1. What is a Supercomputer?
A supercomputer is an ultra-powerful computer capable of performing trillions to quintillions of calculations per second. 

2. What achievement has China made in supercomputing?
China’s LineShine became the world’s fastest supercomputer in June 2026 with 2.198 ExaFLOPS performance. 

3. Where does India stand in supercomputer rankings?
India has multiple TOP500-ranked systems and over 37 supercomputers under the National Supercomputing Mission. 

4. What is the National Supercomputing Mission?
It is a Government of India initiative to build indigenous supercomputers and nationwide high-performance computing infrastructure.

5. In which fields are supercomputers used?
They support weather forecasting, climate modeling, AI, defense research, genomics, aerospace design, and scientific simulations.

6. What is Exascale Computing?
Exascale computing refers to systems capable of executing at least one exaflop, or one quintillion calculations per second.

7. How do supercomputers help AI and scientific research?
They accelerate AI training, data analysis, simulations, drug discovery, climate studies, and complex scientific computations.

8. Which are the world’s fastest supercomputers?
LineShine, El Capitan, Frontier, Aurora, and JUPITER Booster are currently the top-ranked systems. 

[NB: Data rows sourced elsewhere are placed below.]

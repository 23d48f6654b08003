//! Executor construction seam

use std::sync::Arc;

use async_trait::async_trait;
use streamprov_exec::{ExecutionMode, HostTarget, RemoteExecutor};

/// Creates the executor used for one resolved host
///
/// Allows injection of SSH, local, simulated or scripted executors.
#[async_trait]
pub trait ExecutorFactory: Send + Sync {
    /// Create an executor bound to `target`
    async fn create_executor(&self, target: &HostTarget) -> Arc<dyn RemoteExecutor>;

    /// Whether created executors reach real hosts
    fn mode(&self) -> ExecutionMode {
        ExecutionMode::Live
    }
}
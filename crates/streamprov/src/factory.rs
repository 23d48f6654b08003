//! Executor factory picking SSH, local or simulated execution per host

use std::sync::Arc;

use async_trait::async_trait;
use streamprov_core::ExecutorFactory;
use streamprov_exec::{
    ExecutionMode, HostTarget, LocalExecutor, RemoteExecutor, SimulatedExecutor, SshExecutor,
    Timeouts,
};
use tracing::debug;

/// Default implementation of `ExecutorFactory`
pub struct DefaultExecutorFactory {
    mode: ExecutionMode,
    timeouts: Timeouts,
}

impl DefaultExecutorFactory {
    /// Create a new factory instance
    #[must_use]
    pub fn new(mode: ExecutionMode, timeouts: Timeouts) -> Self {
        Self { mode, timeouts }
    }

    fn build(&self, target: &HostTarget) -> Arc<dyn RemoteExecutor> {
        if self.mode == ExecutionMode::Simulated {
            return Arc::new(SimulatedExecutor::new());
        }

        // For localhost connections, use LocalExecutor
        if target.is_local() {
            return Arc::new(LocalExecutor::new(self.timeouts.exec));
        }

        Arc::new(SshExecutor::new(target.clone(), self.timeouts))
    }
}

#[async_trait]
impl ExecutorFactory for DefaultExecutorFactory {
    async fn create_executor(&self, target: &HostTarget) -> Arc<dyn RemoteExecutor> {
        let executor = self.build(target);
        debug!(
            address = %target.address,
            executor = executor.executor_type(),
            "executor created"
        );
        executor
    }

    fn mode(&self) -> ExecutionMode {
        self.mode
    }
}

#[cfg(test)]
mod tests {
    use streamprov_exec::{Credential, Secret};

    use super::*;

    fn target(address: &str) -> HostTarget {
        HostTarget::new(address, Credential::Password(Secret::new("pw")))
    }

    #[tokio::test]
    async fn test_executor_selection() {
        let live = DefaultExecutorFactory::new(ExecutionMode::Live, Timeouts::default());
        assert_eq!(
            live.create_executor(&target("127.0.0.1")).await.executor_type(),
            "local"
        );
        assert_eq!(
            live.create_executor(&target("10.0.0.5")).await.executor_type(),
            "ssh"
        );

        let simulated = DefaultExecutorFactory::new(ExecutionMode::Simulated, Timeouts::default());
        assert_eq!(
            simulated
                .create_executor(&target("10.0.0.5"))
                .await
                .executor_type(),
            "simulated"
        );
        assert_eq!(simulated.mode(), ExecutionMode::Simulated);
    }
}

9. Which are India’s major supercomputers?
AIRAWAT, PARAM Siddhi-AI, PARAM Pravega, Pratyush, Mihir, and PARAM Shivay are notable Indian systems. 

10. What is the future of supercomputer technology?
Future systems will integrate exascale computing, AI, quantum technologies, and indigenous semiconductor innovations. 

Disclaimer: Information in this article is based on official announcements and public records. Regulations and implementation details may evolve over time.